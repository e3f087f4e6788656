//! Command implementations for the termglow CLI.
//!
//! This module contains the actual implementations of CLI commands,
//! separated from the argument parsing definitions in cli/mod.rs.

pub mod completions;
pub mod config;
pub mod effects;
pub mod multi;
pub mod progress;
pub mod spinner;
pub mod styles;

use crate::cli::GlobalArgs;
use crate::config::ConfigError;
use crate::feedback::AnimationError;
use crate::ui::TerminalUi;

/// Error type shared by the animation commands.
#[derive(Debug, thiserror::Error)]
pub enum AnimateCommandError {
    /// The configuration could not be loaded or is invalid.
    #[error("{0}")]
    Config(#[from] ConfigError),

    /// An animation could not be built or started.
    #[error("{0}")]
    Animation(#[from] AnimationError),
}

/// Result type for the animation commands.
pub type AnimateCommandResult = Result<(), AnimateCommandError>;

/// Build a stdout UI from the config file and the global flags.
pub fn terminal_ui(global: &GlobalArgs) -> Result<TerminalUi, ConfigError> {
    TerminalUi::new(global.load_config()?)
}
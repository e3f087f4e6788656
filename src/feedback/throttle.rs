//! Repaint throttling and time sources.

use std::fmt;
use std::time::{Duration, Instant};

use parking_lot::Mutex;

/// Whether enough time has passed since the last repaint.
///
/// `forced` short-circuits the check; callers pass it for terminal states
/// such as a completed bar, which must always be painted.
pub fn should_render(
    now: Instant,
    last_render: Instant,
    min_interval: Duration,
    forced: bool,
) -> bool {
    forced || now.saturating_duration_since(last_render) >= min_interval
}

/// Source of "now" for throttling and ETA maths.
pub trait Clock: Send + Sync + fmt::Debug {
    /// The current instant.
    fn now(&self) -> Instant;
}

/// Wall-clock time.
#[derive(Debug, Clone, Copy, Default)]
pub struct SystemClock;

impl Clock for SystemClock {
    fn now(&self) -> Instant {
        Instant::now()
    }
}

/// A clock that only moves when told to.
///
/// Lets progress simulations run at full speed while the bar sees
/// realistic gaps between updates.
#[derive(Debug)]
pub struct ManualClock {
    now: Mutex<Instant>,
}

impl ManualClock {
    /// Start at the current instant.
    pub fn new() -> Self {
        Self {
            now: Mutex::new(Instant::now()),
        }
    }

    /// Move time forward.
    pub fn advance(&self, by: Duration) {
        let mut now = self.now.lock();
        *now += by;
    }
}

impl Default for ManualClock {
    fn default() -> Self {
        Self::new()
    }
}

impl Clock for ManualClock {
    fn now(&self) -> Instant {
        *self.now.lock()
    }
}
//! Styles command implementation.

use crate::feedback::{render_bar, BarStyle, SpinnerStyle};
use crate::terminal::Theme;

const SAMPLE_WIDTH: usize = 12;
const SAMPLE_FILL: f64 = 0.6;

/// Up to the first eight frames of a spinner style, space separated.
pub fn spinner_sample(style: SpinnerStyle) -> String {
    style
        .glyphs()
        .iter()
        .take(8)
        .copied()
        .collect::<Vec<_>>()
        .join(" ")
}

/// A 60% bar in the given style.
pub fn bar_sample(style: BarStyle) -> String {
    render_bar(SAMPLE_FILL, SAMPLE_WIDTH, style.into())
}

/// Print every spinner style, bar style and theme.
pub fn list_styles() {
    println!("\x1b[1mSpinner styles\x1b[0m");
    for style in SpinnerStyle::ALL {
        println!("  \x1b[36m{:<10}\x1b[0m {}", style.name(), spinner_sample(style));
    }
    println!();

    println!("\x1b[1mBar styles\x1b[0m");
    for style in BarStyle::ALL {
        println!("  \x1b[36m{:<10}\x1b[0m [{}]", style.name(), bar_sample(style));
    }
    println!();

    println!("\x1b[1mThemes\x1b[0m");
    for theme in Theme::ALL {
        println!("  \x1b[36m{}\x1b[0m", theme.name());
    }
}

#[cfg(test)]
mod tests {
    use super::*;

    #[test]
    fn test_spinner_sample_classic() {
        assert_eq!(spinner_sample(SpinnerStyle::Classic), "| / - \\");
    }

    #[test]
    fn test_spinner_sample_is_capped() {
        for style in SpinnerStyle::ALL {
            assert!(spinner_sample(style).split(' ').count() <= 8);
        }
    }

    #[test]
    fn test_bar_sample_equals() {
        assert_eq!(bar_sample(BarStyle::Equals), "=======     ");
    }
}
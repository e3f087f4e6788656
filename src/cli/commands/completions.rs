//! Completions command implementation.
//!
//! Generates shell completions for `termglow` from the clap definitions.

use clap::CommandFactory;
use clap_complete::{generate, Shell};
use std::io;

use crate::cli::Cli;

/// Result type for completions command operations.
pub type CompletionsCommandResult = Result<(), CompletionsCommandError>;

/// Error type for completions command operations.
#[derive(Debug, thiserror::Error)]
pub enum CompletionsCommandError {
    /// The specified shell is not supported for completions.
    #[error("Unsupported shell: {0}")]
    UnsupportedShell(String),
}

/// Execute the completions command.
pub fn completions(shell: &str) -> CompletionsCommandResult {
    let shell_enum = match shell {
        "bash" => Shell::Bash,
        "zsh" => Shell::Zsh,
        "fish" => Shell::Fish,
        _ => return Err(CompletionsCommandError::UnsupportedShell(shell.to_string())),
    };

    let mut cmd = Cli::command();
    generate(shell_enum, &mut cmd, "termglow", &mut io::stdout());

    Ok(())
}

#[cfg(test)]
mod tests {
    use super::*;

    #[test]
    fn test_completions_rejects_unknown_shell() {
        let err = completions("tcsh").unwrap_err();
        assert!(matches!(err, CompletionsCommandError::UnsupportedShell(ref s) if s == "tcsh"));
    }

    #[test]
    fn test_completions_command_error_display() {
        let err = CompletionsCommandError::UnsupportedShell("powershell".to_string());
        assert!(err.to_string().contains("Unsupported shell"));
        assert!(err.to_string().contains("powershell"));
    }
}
------
** REQUIRED WORK **
Once you find the line containing "pub trait Clock: Send", stop: reproduce exactly that line and every line of the data before it, and nothing else.

** OUTPUT OF THE EXERCISE **
repository e3f087f4e6788656
//! Command implementations for the termglow CLI.
//!
//! This module contains the actual implementations of CLI commands,
//! separated from the argument parsing definitions in cli/mod.rs.

pub mod completions;
pub mod config;
pub mod effects;
pub mod multi;
pub mod progress;
pub mod spinner;
pub mod styles;

use crate::cli::GlobalArgs;
use crate::config::ConfigError;
use crate::feedback::AnimationError;
use crate::ui::TerminalUi;

/// Error type shared by the animation commands.
#[derive(Debug, thiserror::Error)]
pub enum AnimateCommandError {
    /// The configuration could not be loaded or is invalid.
    #[error("{0}")]
    Config(#[from] ConfigError),

    /// An animation could not be built or started.
    #[error("{0}")]
    Animation(#[from] AnimationError),
}

/// Result type for the animation commands.
pub type AnimateCommandResult = Result<(), AnimateCommandError>;

/// Build a stdout UI from the config file and the global flags.
pub fn terminal_ui(global: &GlobalArgs) -> Result<TerminalUi, ConfigError> {
    TerminalUi::new(global.load_config()?)
}
repository e3f087f4e6788656
filename src/feedback/throttle.rs
//! Repaint throttling and time sources.

use std::fmt;
use std::time::{Duration, Instant};

use parking_lot::Mutex;

/// Whether enough time has passed since the last repaint.
///
/// `forced` short-circuits the check; callers pass it for terminal states
/// such as a completed bar, which must always be painted.
pub fn should_render(
    now: Instant,
    last_render: Instant,
    min_interval: Duration,
    forced: bool,
) -> bool {
    forced || now.saturating_duration_since(last_render) >= min_interval
}

/// Source of "now" for throttling and ETA maths.
pub trait Clock: Send + Sync + fmt::Debug {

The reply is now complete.